Statement — Although India is still heavily dependent on agriculture, its share in global agricultural trade is low and even less than agriculture’s share in India’s total exports. Courses of Action — I. Efforts should be made to increase agricultural production. II. The exports of non-agricultural commodities should be reduced.

Difficulty: Medium

Correct Answer: if only I follows

Explanation:


Introduction / Context:
The statement highlights an export-composition gap: agriculture is central domestically but under-represented in global trade from India. Remedies should aim at competitiveness, quality, scale, and market access for farm goods—not at arbitrarily suppressing other export sectors.



Given Data / Assumptions:


  • Status: agriculture is vital domestically; agri share in global trade is low.
  • COA I: raise agricultural production (implicitly with quality, logistics, and standards).
  • COA II: reduce non-agricultural exports.


Concept / Approach:
A valid action should expand capacity/competitiveness in the underperforming segment.
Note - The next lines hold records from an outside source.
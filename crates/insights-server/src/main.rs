//! insights-server binary.
//!
//! Reads `config.toml` (or the path specified with `--config`), prepares the
//! data directory, opens the configured insight store, and serves the JSON
//! API over HTTP.

mod settings;

use std::{path::PathBuf, sync::Arc};

use anyhow::Context as _;
use clap::Parser;
use insights_api::{InsightService, ServiceConfig};
use insights_core::store::InsightStore;
use insights_ingest::UploadDir;
use insights_llm::OpenRouterClient;
use insights_store_fs::FsInsightStore;
use insights_store_sqlite::SqliteInsightStore;
use settings::{API_KEY_VAR, Backend, ServerConfig};
use tokio::net::TcpListener;
use tracing::level_filters::LevelFilter;
use tracing_subscriber::EnvFilter;

#[derive(Parser)]
#[command(author, version, about = "AI insights server")]
struct Cli {
  /// Path to the TOML configuration file.
  #[arg(short, long, default_value = "config.toml")]
  config: PathBuf,
}

#[tokio::main]
async fn main() -> anyhow::Result<()> {
  // Initialise tracing.
  tracing_subscriber::fmt()
    .with_env_filter(
      EnvFilter::builder()
        .with_default_directive(LevelFilter::INFO.into())
        .from_env_lossy(),
    )
    .init();

  let cli = Cli::parse();
  let cfg = ServerConfig::load(&cli.config)?;

  if cfg.llm.api_key.is_empty() {
    tracing::warn!(
      "no API key configured (set llm.api_key or {API_KEY_VAR}); generation \
       requests will fail"
    );
  }

  // Directory setup happens once, here.
  let uploads_dir = cfg.uploads_dir();
  let uploads = UploadDir::init(&uploads_dir)
    .with_context(|| format!("failed to create upload dir {uploads_dir:?}"))?;

  let generator = OpenRouterClient::new(cfg.llm.clone())
    .context("failed to build model client")?;

  match cfg.backend {
    Backend::Fs => {
      let dir = cfg.insights_dir();
      let store = FsInsightStore::open(&dir)
        .await
        .with_context(|| format!("failed to open insight dir {dir:?}"))?;
      serve(&cfg, store, generator, uploads).await
    }
    Backend::Sqlite => {
      let path = cfg.database_path();
      let store = SqliteInsightStore::open(&path)
        .await
        .with_context(|| format!("failed to open store at {path:?}"))?;
      serve(&cfg, store, generator, uploads).await
    }
  }
}

async fn serve<S>(
  cfg: &ServerConfig,
  store: S,
  generator: OpenRouterClient,
  uploads: UploadDir,
) -> anyhow::Result<()>
where
  S: InsightStore + 'static,
{
  let service = InsightService::new(
    Arc::new(store),
    Arc::new(generator),
    uploads,
    ServiceConfig {
      preview_rows: cfg.preview_rows,
      sample_rows:  cfg.sample_rows,
      persist:      cfg.persist,
      assembly:     cfg.assembly,
    },
  );
  let app = insights_api::app(Arc::new(service));
  let address = cfg.address();

  tracing::info!(
    backend = ?cfg.backend,
    data_dir = ?cfg.data_dir,
    "Listening on http://{address}"
  );
  let listener = TcpListener::bind(&address)
    .await
    .with_context(|| format!("failed to bind {address}"))?;

  axum::serve(listener, app).await.context("server error")?;

  Ok(())
}
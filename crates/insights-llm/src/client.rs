//! Async HTTP client for an OpenAI-compatible chat-completions API.

use std::time::Duration;

use insights_core::generator::InsightGenerator;
use reqwest::Client;
use serde::{Deserialize, Serialize};

use crate::{Error, Result};

// ─── Configuration ───────────────────────────────────────────────────────────

/// Connection settings for the model service.
#[derive(Debug, Clone, Deserialize)]
#[serde(default)]
pub struct LlmConfig {
  pub base_url:     String,
  /// Bearer token. Empty means "not configured"; calls then fail without
  /// touching the network.
  pub api_key:      String,
  pub model:        String,
  /// Sent as `HTTP-Referer`.
  pub referer:      String,
  /// Sent as `X-Title`.
  pub title:        String,
  /// Whole-request timeout. `None` keeps the transport default.
  pub timeout_secs: Option<u64>,
}

impl Default for LlmConfig {
  fn default() -> Self {
    Self {
      base_url:     "https://openrouter.ai/api/v1".to_owned(),
      api_key:      String::new(),
      model:        "tngtech/deepseek-r1t2-chimera:free".to_owned(),
      referer:      "http://localhost:8000".to_owned(),
      title:        "AI Insights Generator".to_owned(),
      timeout_secs: None,
    }
  }
}

// ─── Wire types ──────────────────────────────────────────────────────────────

#[derive(Serialize)]
struct ChatRequest<'a> {
  model:    &'a str,
  messages: [ChatMessage<'a>; 1],
}

#[derive(Serialize)]
struct ChatMessage<'a> {
  role:    &'a str,
  content: &'a str,
}

#[derive(Deserialize)]
struct ChatResponse {
  #[serde(default)]
  choices: Vec<Choice>,
}

#[derive(Deserialize)]
struct Choice {
  message: ReplyMessage,
}

#[derive(Deserialize)]
struct ReplyMessage {
  content: Option<String>,
}

// ─── Client ──────────────────────────────────────────────────────────────────

/// Chat-completions client.
///
/// Cheap to clone: the inner [`reqwest::Client`] is `Arc`-based.
#[derive(Clone)]
pub struct OpenRouterClient {
  client: Client,
  config: LlmConfig,
}

impl OpenRouterClient {
  pub fn new(config: LlmConfig) -> Result<Self> {
    let mut builder = Client::builder();
    if let Some(secs) = config.timeout_secs {
      builder = builder.timeout(Duration::from_secs(secs));
    }
    let client = builder.build().map_err(Error::Client)?;
    Ok(Self { client, config })
  }

  pub fn config(&self) -> &LlmConfig { &self.config }

  fn url(&self) -> String {
    format!(
      "{}/chat/completions",
      self.config.base_url.trim_end_matches('/')
    )
  }
}

impl InsightGenerator for OpenRouterClient {
  type Error = Error;

  /// `POST {base_url}/chat/completions` with a single user message.
  async fn invoke(&self, prompt: &str) -> Result<String> {
    if self.config.api_key.is_empty() {
      return Err(Error::MissingApiKey);
    }

    let body = ChatRequest {
      model:    &self.config.model,
      messages: [ChatMessage {
        role:    "user",
        content: prompt,
      }],
    };

    tracing::debug!(model = %self.config.model, prompt_len = prompt.len(), "calling model");
    let resp = self
      .client
      .post(self.url())
      .bearer_auth(&self.config.api_key)
      .header("HTTP-Referer", &self.config.referer)
      .header("X-Title", &self.config.title)
      .json(&body)
      .send()
      .await?;

    let status = resp.status();
    if !status.is_success() {
      let body = resp.text().await.unwrap_or_default();
      tracing::error!(%status, "model service rejected the request");
      return Err(Error::Status {
        status: status.as_u16(),
        body,
      });
    }

    let reply: ChatResponse = resp.json().await?;
    let content = reply
      .choices
      .into_iter()
      .next()
      .and_then(|c| c.message.content)
      .filter(|c| !c.trim().is_empty())
      .ok_or(Error::EmptyReply)?;

    tracing::debug!(reply = %content, "model reply");
    Ok(content)
  }
}
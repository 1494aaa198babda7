/*
* Licensed to Elasticsearch B.V. under one or more contributor
* license agreements. See the NOTICE file distributed with
* this work for additional information regarding copyright
* ownership. Elasticsearch B.V. licenses this file to you under
* the Apache License, Version 2.0 (the "License"); you may
* not use this file except in compliance with the License.
* You may obtain a copy of the License at
*
*  http://www.apache.org/licenses/LICENSE-2.0
*
* Unless required by applicable law or agreed to in writing,
* software distributed under the License is distributed on an
* "AS IS" BASIS, WITHOUT WARRANTIES OR CONDITIONS OF ANY
* KIND, either express or implied.  See the License for the
* specific language governing permissions and limitations
* under the License.
*/

//! Per-symbol occurrence features over the normalized string.

use crate::alphabet::{char_index, normalize, ALPHABET_SIZE};

/// Sentinel position for "the symbol never occurs that often".
const NEVER: u8 = 255;

/// Occurrence count of each alphabet symbol, saturating at 255, replicated `count` times.
///
/// For "aaabbcddd" the first 37-wide block is `[3, 2, 1, 3, 0, ...]`.
#[derive(Debug, Clone, Copy, PartialEq)]
pub struct OccurrenceCounts {
    /// How many copies of the 37-wide count block this feature emits.
    pub count: u8,
}

impl Default for OccurrenceCounts {
    fn default() -> OccurrenceCounts {
        OccurrenceCounts { count: 2 }
    }
}

impl OccurrenceCounts {
    pub(crate) fn size(&self) -> usize {
        ALPHABET_SIZE * self.count as usize
    }

    pub(crate) fn write_into(&self, input: &str, features: &mut [u8]) {
        let normalized = normalize(input);
        for &ch in normalized.as_bytes() {
            let idx = char_index(ch);
            for rep in 0..self.count as usize {
                let slot = rep * ALPHABET_SIZE + idx;
                if features[slot] < 255 {
                    features[slot] += 1;
                }
            }
        }
    }
}

/// Position of the nth occurrence of each alphabet symbol, 255 when there is none.
///
/// Analogous to a stopping time: for "edcba" scanned from the head, the first-occurrence
/// block starts `[4, 3, 2, 1, 0, 255, ...]`. Scanning from the tail counts positions from
/// the right instead. The normalized input is trimmed to 256 bytes on the scanned side so
/// every position fits in a byte.
#[derive(Debug, Clone, Copy, PartialEq)]
pub struct OccurrencePositions {
    /// Scan direction: from the head of the string, or from the tail.
    pub from_head: bool,
    /// How many occurrences of each symbol to record.
    pub occurrences: u8,
}

impl Default for OccurrencePositions {
    fn default() -> OccurrencePositions {
        OccurrencePositions {
            from_head: true,
            occurrences: 3,
        }
    }
}

impl OccurrencePositions {
    pub(crate) fn size(&self) -> usize {
        ALPHABET_SIZE * self.occurrences as usize
    }

    pub(crate) fn write_into(&self, input: &str, features: &mut [u8]) {
        let normalized = normalize(input);
        let mut bytes = normalized.as_bytes();
        if bytes.len() > 256 {
            bytes = if self.from_head {
                &bytes[..256]
            } else {
                &bytes[bytes.len() - 256..]
            };
        }

        for slot in features.iter_mut() {
            *slot = NEVER;
        }

        let mut seen = [0u8; ALPHABET_SIZE];
        let mut process = |pos: usize, ch: u8, features: &mut [u8]| {
            let idx = char_index(ch);
            if seen[idx] < self.occurrences {
                features[seen[idx] as usize * ALPHABET_SIZE + idx] = pos as u8;
                seen[idx] += 1;
            }
        };

        if self.from_head {
            for (pos, &ch) in bytes.iter().enumerate() {
                process(pos, ch, features);
            }
        } else {
            for (pos, &ch) in bytes.iter().rev().enumerate() {
                process(pos, ch, features);
            }
        }
    }
}

#[cfg(test)]
mod tests {
    use super::*;

    fn slice_is_single_value(slice: &[u8], val: u8) -> bool {
        slice.iter().all(|&x| x == val)
    }

    #[test]
    fn occurrence_counts_replicate_and_saturate() {
        let o = OccurrenceCounts { count: 2 };
        let mut features = vec![0u8; o.size()];
        o.write_into("aaabbcddd", &mut features);
        assert_eq!(&features[..4], &[3, 2, 1, 3]);
        assert_eq!(&features[ALPHABET_SIZE..ALPHABET_SIZE + 4], &[3, 2, 1, 3]);
        assert!(slice_is_single_value(&features[4..ALPHABET_SIZE], 0));
        assert!(slice_is_single_value(&features[ALPHABET_SIZE + 4..], 0));

        let long = "a".repeat(400);
        let o = OccurrenceCounts { count: 1 };
        let mut features = vec![0u8; o.size()];
        o.write_into(&long, &mut features);
        assert_eq!(features[0], 255);
    }

    #[test]
    fn occurrence_positions_from_head() {
        let o = OccurrencePositions {
            from_head: true,
            occurrences: 1,
        };
        let mut features = vec![0u8; o.size()];
        o.write_into("edcba", &mut features);
        assert_eq!(&features[..5], &[4, 3, 2, 1, 0]);
        assert!(slice_is_single_value(&features[5..], 255));
    }

    #[test]
    fn occurrence_positions_from_tail() {
        let o = OccurrencePositions {
            from_head: false,
            occurrences: 1,
        };
        let mut features = vec![0u8; o.size()];
        o.write_into("abcde", &mut features);
        // from the right: e at 0, d at 1, ...
        assert_eq!(&features[..5], &[4, 3, 2, 1, 0]);
    }

    #[test]
    fn second_occurrence_lands_in_the_second_block() {
        let o = OccurrencePositions {
            from_head: true,
            occurrences: 2,
        };
        let mut features = vec![0u8; o.size()];
        o.write_into("aba", &mut features);
        assert_eq!(features[0], 0); // first a
        assert_eq!(features[1], 1); // first b
        assert_eq!(features[ALPHABET_SIZE], 2); // second a
        assert_eq!(features[ALPHABET_SIZE + 1], 255); // no second b
    }
}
Increasing agricultural production (I), if coupled with quality control, infrastructure, and export standards, directly increases the potential exportable surplus and improves global presence. Reducing non-agri exports (II) does nothing to raise agri competitiveness; it merely distorts totals and could harm the broader economy, jobs, and foreign exchange.



Step-by-Step Solution:


1) Identify target: increase agri share in global trade.2) Action I expands supply base and potential export volume → relevant.3) Action II shrinks other sectors → irrelevant/harmful to objective.4) Conclude only I follows.


Verification / Alternative check:
Even if non-agri exports grow, a competitive agri sector can still raise its share by growing faster; cutting others is not a rational lever.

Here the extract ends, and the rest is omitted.